- Raid on Stanislav: Part of the Anti-Soviet resistance by the Ukrainian Insurgent Army
| Date | 31 October 1945 |
| Location | Stanislav, Stanislav Oblast, Ukrainian SSR (present-day Ukraine) |
| Result | Ukrainian victory |

Belligerents
- Ukrainian Insurgent Army: Soviet Union

Commanders and leaders
- Vasyl Andrusyak [uk]: Vladimir Zots †

Strength
- 400: Unknown

Casualties and losses
- None: 30 killed 20 wounded 50 captured

= Raid on Stanislav =

The Raid on Stanislav was conducted by the Ukrainian insurgents against Soviet administration and state security of the city, on 31 October 1945.

== Prelude ==

Soviets launched a number of anti-partisan operations against the Ukrainian Insurgent Army. In October 1945, Soviet propaganda claimed victory over Ukrainian insurgents and an almost complete destruction of UPA. During this time, Ukrainian insurgents organised a raid on the city of Stanyslaviv at the end of October, led by Vasyl Andrusyak.

== Raid ==

The raid begun with insurgent shelling of NKVD department. Insurgents reached the central street and opened fire, attacking their targets and causing panic.
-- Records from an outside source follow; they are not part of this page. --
use crate::error::{StoreError, TicketError};
use async_trait::async_trait;
use duels_protocol::model::UserId;
use std::{
    collections::HashMap,
    time::{Duration, Instant},
};
use tokio::sync::RwLock;
use uuid::Uuid;

/// Single-use upgrade tickets.
#[async_trait]
pub trait Tickets: Send + Sync {
    async fn issue(&self, user_id: UserId) -> Result<String, StoreError>;

    /// Removes the ticket in the same step that validates it.
    async fn consume(&self, ticket: &str) -> Result<UserId, TicketError>;

    async fn prune_expired(&self) -> Result<usize, StoreError>;
}

#[derive(Debug, Clone)]
struct TicketRecord {
    user_id: UserId,
    expires_at: Instant,
}

#[derive(Debug)]
pub struct TicketStore {
    ttl: Duration,
    tickets: RwLock<HashMap<String, TicketRecord>>,
}

impl TicketStore {
    pub fn new(ttl: Duration) -> Self {
        Self {
            ttl,
            tickets: RwLock::new(HashMap::new()),
        }
    }

    pub async fn issue_at(&self, user_id: UserId, now: Instant) -> String {
        let ticket = Uuid::new_v4().to_string();
        let record = TicketRecord {
            user_id,
            expires_at: now + self.ttl,
        };
        self.tickets.write().await.insert(ticket.clone(), record);
        ticket
    }

    pub async fn consume_at(&self, ticket: &str, now: Instant) -> Result<UserId, TicketError> {
        let record = self
            .tickets
            .write()
            .await
            .remove(ticket)
            .ok_or(TicketError::Unknown)?;

        if record.expires_at <= now {
            return Err(TicketError::Expired);
        }

        Ok(record.user_id)
    }

    pub async fn prune_expired_at(&self, now: Instant) -> usize {
        let mut tickets = self.tickets.write().await;
        let before = tickets.len();
        tickets.retain(|_, record| record.expires_at > now);
        before - tickets.len()
    }
}

#[async_trait]
impl Tickets for TicketStore {
    async fn issue(&self, user_id: UserId) -> Result<String, StoreError> {
        Ok(self.issue_at(user_id, Instant::now()).await)
    }

    async fn consume(&self, ticket: &str) -> Result<UserId, TicketError> {
        self.consume_at(ticket, Instant::now()).await
    }

    async fn prune_expired(&self) -> Result<usize, StoreError> {
        Ok(self.prune_expired_at(Instant::now()).await)
    }
}
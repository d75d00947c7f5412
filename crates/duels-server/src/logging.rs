use crate::{
    connection_registry::ConnId,
    error::{ErrorKind, ServiceError},
};
use duels_protocol::model::UserId;
use tracing::{debug, error};

/// Frame metadata only. Payloads carry code and test results and never reach the log.
pub fn log_inbound_event(conn_id: ConnId, user_id: UserId, event_type: &str, payload_bytes: usize) {
    debug!(
        %conn_id,
        user_id,
        event_type,
        payload_bytes,
        "connection.event_received"
    );
}

pub fn log_invalid_json(conn_id: ConnId, user_id: UserId, payload_bytes: usize) {
    debug!(
        %conn_id,
        user_id,
        payload_bytes,
        "connection.event_invalid_json"
    );
}

/// Store failures are operator problems; everything else is the client's.
pub fn log_service_error(conn_id: ConnId, user_id: UserId, event_type: &str, err: &ServiceError) {
    match err.kind() {
        ErrorKind::Transient => error!(
            %conn_id,
            user_id,
            event_type,
            err = %err,
            "connection.event_failed"
        ),
        kind => debug!(
            %conn_id,
            user_id,
            event_type,
            kind = ?kind,
            code = ?err.code(),
            "connection.event_rejected"
        ),
    }
}

#[cfg(test)]
mod tests {
    use super::*;
    use crate::error::StoreError;
    use std::{
        io,
        io::Write,
        sync::{Arc, Mutex},
    };
    use tracing_subscriber::{fmt::MakeWriter, prelude::*};
    use uuid::Uuid;

    #[derive(Clone, Default)]
    struct SharedWriter {
        buf: Arc<Mutex<Vec<u8>>>,
    }

    impl SharedWriter {
        fn into_string(self) -> String {
            let bytes = self.buf.lock().expect("buffer lock poisoned").clone();
            String::from_utf8(bytes).expect("log output should be utf8")
        }
    }

    impl<'a> MakeWriter<'a> for SharedWriter {
        type Writer = SharedWriterGuard;

        fn make_writer(&'a self) -> Self::Writer {
            SharedWriterGuard {
                buf: Arc::clone(&self.buf),
            }
        }
    }

    struct SharedWriterGuard {
        buf: Arc<Mutex<Vec<u8>>>,
    }

    impl Write for SharedWriterGuard {
        fn write(&mut self, bytes: &[u8]) -> io::Result<usize> {
            self.buf
                .lock()
                .expect("buffer lock poisoned")
                .extend_from_slice(bytes);
            Ok(bytes.len())
        }

        fn flush(&mut self) -> io::Result<()> {
            Ok(())
        }
    }

    #[test]
    fn logs_only_metadata_without_payload_contents() {
        let writer = SharedWriter::default();

        let subscriber = tracing_subscriber::registry().with(
            tracing_subscriber::fmt::layer()
                .with_ansi(false)
                .without_time()
                .with_writer(writer.clone()),
        );

        let solution = "fn two_sum(nums: Vec<i32>) -> Vec<i32>";
        let store_detail = "redis://10.0.0.7 refused";

        tracing::subscriber::with_default(subscriber, || {
            log_inbound_event(Uuid::new_v4(), 11, "submission", 321);
            log_invalid_json(Uuid::new_v4(), 11, 144);
            log_service_error(
                Uuid::new_v4(),
                11,
                "accept_invitation",
                &ServiceError::InviteNotFound,
            );
            log_service_error(
                Uuid::new_v4(),
                11,
                "enter_queue",
                &ServiceError::Store(StoreError::Unavailable(store_detail.to_string())),
            );

            // Never handed to the logger.
            let _ = solution;
        });

        let output = writer.into_string();

        assert!(output.contains("connection.event_received"));
        assert!(output.contains("submission"));
        assert!(output.contains("payload_bytes=321"));
        assert!(output.contains("connection.event_rejected"));
        assert!(output.contains("InviteNotFound"));
        assert!(output.contains("connection.event_failed"));
        assert!(output.contains(store_detail));
        assert!(!output.contains(solution));
    }
}
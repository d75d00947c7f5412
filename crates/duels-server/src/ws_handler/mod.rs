mod dispatch;
pub(crate) mod outgoing;
mod parse;

use crate::{
    app_state::SharedState,
    connection_registry::ConnId,
    error::ApiError,
    local_connections::{CloseReason, LocalChannels},
};
use axum::{
    extract::{
        ws::{close_code, CloseFrame, Message, WebSocket, WebSocketUpgrade},
        ConnectInfo, Query, State,
    },
    response::Response,
};
use duels_protocol::{events::ErrorCode, model::UserId};
use futures_util::{
    stream::{SplitSink, SplitStream},
    SinkExt, StreamExt,
};
use serde::Deserialize;
use std::{net::SocketAddr, time::Duration};
use tokio::{
    sync::{mpsc, watch},
    task::JoinHandle,
    time::{self, Instant, MissedTickBehavior},
};
use tracing::{debug, info, warn};

use dispatch::dispatch_text;
use outgoing::{other_logon_frame, reply_error};

/// How long the reader may finish an in-flight frame after the writer stops.
const READER_DRAIN: Duration = Duration::from_secs(5);
/// How long the writer may flush the close notice after the reader stops.
const CLOSE_FLUSH: Duration = Duration::from_secs(2);

#[derive(Debug, Deserialize)]
pub struct WsQuery {
    ticket: Option<String>,
}

/// Upgrades only after the single-use ticket has been consumed.
pub async fn ws_upgrade(
    State(state): State<SharedState>,
    ConnectInfo(peer_addr): ConnectInfo<SocketAddr>,
    Query(query): Query<WsQuery>,
    ws: WebSocketUpgrade,
) -> Result<Response, ApiError> {
    let Some(ticket) = query.ticket.filter(|ticket| !ticket.is_empty()) else {
        debug!(%peer_addr, "connection.ticket_missing");
        return Err(ApiError::Unauthorized("missing ticket".to_string()));
    };

    let user_id = state
        .services()
        .tickets
        .consume(&ticket)
        .await
        .map_err(|err| {
            info!(%peer_addr, err = %err, "connection.ticket_rejected");
            ApiError::from(err)
        })?;

    Ok(ws.on_upgrade(move |socket| handle_socket(socket, state, user_id, peer_addr)))
}

async fn handle_socket(
    socket: WebSocket,
    state: SharedState,
    user_id: UserId,
    peer_addr: SocketAddr,
) {
    let (conn_id, channels) = match state.connect(user_id).await {
        Ok(registered) => registered,
        Err(err) => {
            warn!(user_id, %peer_addr, err = %err, "connection.register_failed");
            return;
        }
    };
    let opened_at = Instant::now();
    info!(%conn_id, user_id, %peer_addr, node_id = %state.node_id(), "connection.opened");

    state.resume_user(user_id).await;

    let LocalChannels {
        outbound_rx,
        close_rx,
    } = channels;
    let (sink, stream) = socket.split();

    let writer = tokio::spawn(write_loop(
        sink,
        outbound_rx,
        close_rx.clone(),
        state.config().ping_interval(),
        conn_id,
    ));
    let reader = tokio::spawn(read_loop(
        stream,
        state.clone(),
        close_rx.clone(),
        conn_id,
        user_id,
    ));
    join_socket_tasks(writer, reader, &close_rx).await;

    state.disconnect(conn_id, user_id).await;
    let active_connections = state.local().len().await;
    info!(
        %conn_id,
        user_id,
        connected_for_secs = opened_at.elapsed().as_secs(),
        active_connections,
        "connection.closed"
    );
}

/// Waits for either socket task to stop, then winds down the other one.
/// A pending close reason gives the writer time to send its close frames.
async fn join_socket_tasks(
    mut writer: JoinHandle<()>,
    mut reader: JoinHandle<()>,
    close_rx: &watch::Receiver<Option<CloseReason>>,
) {
    tokio::select! {
        _ = &mut writer => {
            if time::timeout(READER_DRAIN, &mut reader).await.is_err() {
                reader.abort();
            }
        }
        _ = &mut reader => {
            let closing = close_rx.borrow().is_some();
            if !closing || time::timeout(CLOSE_FLUSH, &mut writer).await.is_err() {
                writer.abort();
            }
        }
    }
}

async fn read_loop(
    mut stream: SplitStream<WebSocket>,
    state: SharedState,
    mut close_rx: watch::Receiver<Option<CloseReason>>,
    conn_id: ConnId,
    user_id: UserId,
) {
    let read_deadline = state.config().read_deadline();

    loop {
        let closing = close_rx.borrow().is_some();
        if closing {
            break;
        }

        let frame = tokio::select! {
            changed = close_rx.changed() => {
                if changed.is_err() {
                    break;
                }
                continue;
            }
            frame = time::timeout(read_deadline, stream.next()) => frame,
        };

        let message = match frame {
            Err(_) => {
                info!(
                    %conn_id,
                    user_id,
                    deadline_secs = read_deadline.as_secs(),
                    "connection.read_deadline"
                );
                break;
            }
            Ok(None) => break,
            Ok(Some(Err(err))) => {
                debug!(%conn_id, err = %err, "connection.read_failed");
                break;
            }
            Ok(Some(Ok(message))) => message,
        };

        let keep_going = match message {
            Message::Text(raw) => dispatch_text(&state, conn_id, user_id, raw.as_str()).await,
            Message::Binary(_) => {
                reply_error(
                    &state,
                    conn_id,
                    ErrorCode::InvalidPayload,
                    "binary frames are not supported",
                )
                .await
            }
            Message::Ping(_) | Message::Pong(_) => true,
            Message::Close(_) => false,
        };
        if !keep_going {
            break;
        }
    }
}

async fn write_loop(
    mut sink: SplitSink<WebSocket, Message>,
    mut outbound_rx: mpsc::Receiver<String>,
    mut close_rx: watch::Receiver<Option<CloseReason>>,
    ping_interval: Duration,
    conn_id: ConnId,
) {
    let mut ping = time::interval_at(Instant::now() + ping_interval, ping_interval);
    ping.set_missed_tick_behavior(MissedTickBehavior::Delay);

    loop {
        tokio::select! {
            outbound = outbound_rx.recv() => {
                let Some(frame) = outbound else { break };
                if let Err(err) = sink.send(Message::Text(frame.into())).await {
                    debug!(%conn_id, err = %err, "connection.outbound_send_failed");
                    break;
                }
            }
            _ = ping.tick() => {
                if let Err(err) = sink.send(Message::Ping(Default::default())).await {
                    debug!(%conn_id, err = %err, "connection.ping_send_failed");
                    break;
                }
            }
            changed = close_rx.changed() => {
                if changed.is_err() {
                    break;
                }
                let reason = *close_rx.borrow();
                if let Some(reason) = reason {
                    send_close(&mut sink, reason, conn_id).await;
                    break;
                }
            }
        }
    }
}

async fn send_close(
    sink: &mut SplitSink<WebSocket, Message>,
    reason: CloseReason,
    conn_id: ConnId,
) {
    if reason == CloseReason::OtherLogon {
        if let Err(err) = sink.send(Message::Text(other_logon_frame().into())).await {
            debug!(%conn_id, err = %err, "connection.other_logon_send_failed");
        }
    }

    let frame = CloseFrame {
        code: close_code_for(reason),
        reason: reason.as_str().into(),
    };
    if let Err(err) = sink.send(Message::Close(Some(frame))).await {
        debug!(%conn_id, err = %err, "connection.close_send_failed");
    }
    info!(%conn_id, reason = reason.as_str(), "connection.closing");
}

fn close_code_for(reason: CloseReason) -> u16 {
    match reason {
        CloseReason::OtherLogon => close_code::NORMAL,
        CloseReason::Overflow => close_code::POLICY,
        CloseReason::Shutdown => close_code::AWAY,
    }
}

#[cfg(test)]
mod tests {
    use super::*;
    use std::{
        future::Future,
        sync::{
            atomic::{AtomicBool, Ordering},
            Arc,
        },
    };

    fn assert_send<F: Future + Send>(_: F) {}

    #[test]
    fn socket_task_can_run_on_the_upgrade_executor() {
        let _check = |socket: WebSocket, state: SharedState, peer_addr: SocketAddr| {
            assert_send(handle_socket(socket, state, 1, peer_addr))
        };
    }

    #[tokio::test]
    async fn pending_close_lets_writer_finish() {
        let (close_tx, close_rx) = watch::channel(None);
        close_tx
            .send(Some(CloseReason::OtherLogon))
            .expect("receiver is alive");

        let flushed = Arc::new(AtomicBool::new(false));
        let writer_flag = flushed.clone();
        let writer = tokio::spawn(async move {
            time::sleep(Duration::from_millis(50)).await;
            writer_flag.store(true, Ordering::SeqCst);
        });
        let reader = tokio::spawn(async {});

        join_socket_tasks(writer, reader, &close_rx).await;
        assert!(flushed.load(Ordering::SeqCst));
    }

    #[tokio::test]
    async fn reader_exit_without_close_reason_stops_writer() {
        let (_close_tx, close_rx) = watch::channel(None);
        let writer = tokio::spawn(std::future::pending::<()>());
        let reader = tokio::spawn(async {});

        time::timeout(
            Duration::from_secs(1),
            join_socket_tasks(writer, reader, &close_rx),
        )
        .await
        .expect("writer should be aborted without waiting");
    }

    #[test]
    fn close_codes_follow_reason() {
        assert_eq!(close_code_for(CloseReason::OtherLogon), 1000);
        assert_eq!(close_code_for(CloseReason::Shutdown), 1001);
        assert_eq!(close_code_for(CloseReason::Overflow), 1008);
    }
}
The departament commandant, Vladimir Zots, was killed in the initial attack. Lights went out and security services opened fire in response. After making noise in the city, insurgents withdrew without losses while having their escape routes covered by reserve units. Despite insurgents withdrawing from the city, Soviet forces were still exchanging fire throughout the city due to chaos and confusion. The fighting only stopped after 3 hours.

== Aftermath ==

The Soviet side suffered 30 killed and 20 wounded as a result of UPA attack, which included civilians and casualties from friendly fire. UPA reportedly suffered no losses, capturing 50 people in a raid. The attack on Stanislav demonstrated that UPA still existed as an organised force and was capable of challenging Soviet authority. Anti partisan collective punishment operations were carried out in the neighbouring villages. Soviet authorities attempted to downplay this event as an attack organized by "Vlasovites" rather than Ukrainian insurgents they claimed to have almost completely defeated.